1. O art. 153 § 1.º da Constituição assegura a igualdade perante a lei e proíbe discriminações.

2. O art. 153 § 28 assegura a liberdade de associação para fins lícitos.

3. Estes direitos são assegurados, pelo caput do art. 153, aos brasileiros e aos estrangeiros residentes no País.

4. Quando a Constituição impõe exigência de nacionalidade brasileira sempre o faz expressamente (por exemplo, o exercício de certos cargos: presidente da República, ministro de Estado ele.).

5. Existem, no assunto que nos interessa, certas normas que reservam a brasileiros, ou a empresas controladas por brasileira, certas atividades. Elas constam dos artigos 89, 173 e 174 da Constituição.

6. Ora, afirmando-se como regra a igualdade geral para brasileiros e estrangeiros, assumindo-se que as exceções são expressas, pode-se dizer que, no caso de atividades econômicas, pode-se e deve-se extrair dos mencionados artigos 89, 173 e 174, ao menos quais as qualidades que, pela Constituição, devam caracterizar o que seja empresa nacional. E quais são elas?

O art. 89 determina que nos municípios de interesse da segurança nacional a lei assegurará, nas indústrias situadas em suas áreas, predominância de capitais e trabalhadores brasileiros. Note-se aqui a exigência de capital e de trabalhadores,.

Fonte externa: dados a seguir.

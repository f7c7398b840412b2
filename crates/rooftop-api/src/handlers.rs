//! Request handlers.

pub mod analysis;
pub mod health;

pub use analysis::*;
pub use health::*;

Já no art. 173, que torna privativa de navios nacionais e navegação de cabotagem a exigência é de que os proprietários, os armadores, os comandantes e dois terços dos tripulantes sejam brasileiros natos (art. 173 § 1.°).

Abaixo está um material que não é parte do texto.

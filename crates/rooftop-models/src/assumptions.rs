//! Solar sizing assumptions.

use schemars::JsonSchema;
use serde::{Deserialize, Serialize};
use tracing::warn;

/// Pricing and hardware assumptions used by the estimation engine.
///
/// Built once at startup and passed by reference; never mutated.
#[derive(Debug, Clone, PartialEq, Serialize, Deserialize, JsonSchema)]
pub struct SolarAssumptions {
    /// Rated output per panel (watts)
    pub panel_wattage: u32,
    /// Roof area occupied by one panel (square feet)
    pub panel_area_sq_ft: u32,
    /// All-in installed cost per watt
    pub cost_per_watt: f64,
    /// Electricity tariff per kWh
    pub electricity_rate_per_kwh: f64,
    /// Expected system lifespan. Not used by the payback formula.
    pub system_lifespan_years: u32,
    /// Currency symbol for display
    pub currency_symbol: String,
}

impl Default for SolarAssumptions {
    fn default() -> Self {
        Self {
            panel_wattage: 400,
            panel_area_sq_ft: 18,
            cost_per_watt: 70.00,
            electricity_rate_per_kwh: 6.50,
            system_lifespan_years: 25,
            currency_symbol: "₹".to_string(),
        }
    }
}

impl SolarAssumptions {
    /// Create assumptions from environment variables.
    ///
    /// Missing, unparsable, non-positive or infinite values keep the default.
    pub fn from_env() -> Self {
        let defaults = Self::default();
        Self {
            panel_wattage: positive_env("SOLAR_PANEL_WATTAGE", defaults.panel_wattage),
            panel_area_sq_ft: positive_env("SOLAR_PANEL_AREA_SQ_FT", defaults.panel_area_sq_ft),
            cost_per_watt: positive_f64_env("SOLAR_COST_PER_WATT", defaults.cost_per_watt),
            electricity_rate_per_kwh: positive_f64_env(
                "SOLAR_ELECTRICITY_RATE",
                defaults.electricity_rate_per_kwh,
            ),
            system_lifespan_years: positive_env(
                "SOLAR_SYSTEM_LIFESPAN_YEARS",
                defaults.system_lifespan_years,
            ),
            currency_symbol: std::env::var("SOLAR_CURRENCY_SYMBOL")
                .ok()
                .filter(|s| !s.trim().is_empty())
                .unwrap_or(defaults.currency_symbol),
        }
    }

    /// Override the panel wattage.
    pub fn with_panel_wattage(mut self, watts: u32) -> Self {
        self.panel_wattage = watts;
        self
    }

    /// Override the panel footprint.
    pub fn with_panel_area(mut self, sq_ft: u32) -> Self {
        self.panel_area_sq_ft = sq_ft;
        self
    }

    /// Override the installed cost per watt.
    pub fn with_cost_per_watt(mut self, cost: f64) -> Self {
        self.cost_per_watt = cost;
        self
    }

    /// Override the electricity tariff.
    pub fn with_electricity_rate(mut self, rate: f64) -> Self {
        self.electricity_rate_per_kwh = rate;
        self
    }
}

fn positive_env<T>(key: &str, default: T) -> T
where
    T: std::str::FromStr + PartialOrd + Default + Copy,
{
    match std::env::var(key) {
        Ok(raw) => match raw.trim().parse::<T>() {
            Ok(value) if value > T::default() => value,
            _ => {
                warn!(key, value = %raw, "Ignoring invalid solar assumption override");
                default
            }
        },
        Err(_) => default,
    }
}

/// Like [`positive_env`], but an overflowing value such as `inf` or `1e400`
/// is rejected so costs and payback stay finite.
fn positive_f64_env(key: &str, default: f64) -> f64 {
    let value = positive_env(key, default);
    if value.is_finite() {
        value
    } else {
        warn!(key, "Ignoring non-finite solar assumption override");
        default
    }
}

E o art. 174, que se refere à propriedade e administração de empresas jornalísticas, televisão e rádio: elas ficam vedadas a estrangeiros, sociedades com acionistas ou sócios estrangeiros, devendo ficar a responsabilidade e a orientação intelectual e administrativa dessas empresas sob a responsabilidade de brasileiros natos.

Do exposto poder-se-ia dizer que a Constituição, ao restringir a igualdade assegurada no art. 153, elege como fatores de qualificação de empresa nacional os seguintes:

1. a nacionalidade preponderante de proprietários e dirigentes;

2. a nacionalidade do capital:

3. a nacionalidade de trabalhadores;

4. a nacionalidade da orientação intelectual.

Deve-se reconhecer que a aplicação do argumento a contrario em face deste conjunto de caracteres não conduz a uma conclusão rigorosa. Isto é, tanto se pode dizer que se são estes os caracteres qualificativos, então a Constituição exclui outros, como também que se estes são os caracteres para os casos constitucionalmente excepcionais, então o legislador é livre para escolher outros, ao conceituar empresa nacional. Registre-se, no entanto, que o fato de a Lei de Informática, no art. 12, eleger como caracteres qualificativos a titularidade, direta ou indireta, de pessoas físicas residentes e domiciliadas no País, sobre o controle decisório, do capital e da tecnologia, pelo menos quanto a este último, acrescenta um elemento novo. E não se diga que capacidade tecnológica tem a ver com orientação intelectual. Ademais, o argumento a contrario assim formulado: se não há um conceito explícito de empresa nacional, então a Constituição permite qualquer um, peca por abrir um enorme campo de discricionariedade que pode conduzir à violação da igualdade assegurada entre estrangeiros e nacionais. Não obstante, devo reconhecer que o argumento não é forte.

Por último, dentre os vários problemas referentes a eventuais delegações de poder, proibidas pela Constituição (uri. 6.", § único), desejo ressaltar o art. 9." da Lei de Informática. Admito que o Poder Executivo possa estabelecer restrições quanto à importação de bens e serviços de informática, mas vejo com reservas a possibilidade de fazê-lo quanto à produção e à comercialização. Em primeiro lugar porque produzir e comercializar objetos lícitos é assegurado pela Constituição (art. 153, § 28). Em segundo lugar, porque, pelo menos, a lei deveria dar algum parâmetro para estas restrições, pois, caso contrário, haveria uma delegação normativa em aberto.

Por brevidade, restrinjo-me a estes aspectos. Devo, porém, dizer que o julgamento destas questões tem uma forte base em argumentos jurídicos com fundamentos de ordem política e ideológica. E, neste caso, o sucesso ou insucesso da arguição de inconstitucionalidade depende de outros fatores cuja análise me levaria demasiadamente longe.

Fonte: Revista Indústria e Desenvolvimento, 20(11), São Paulo: 1986, pp. 37-39.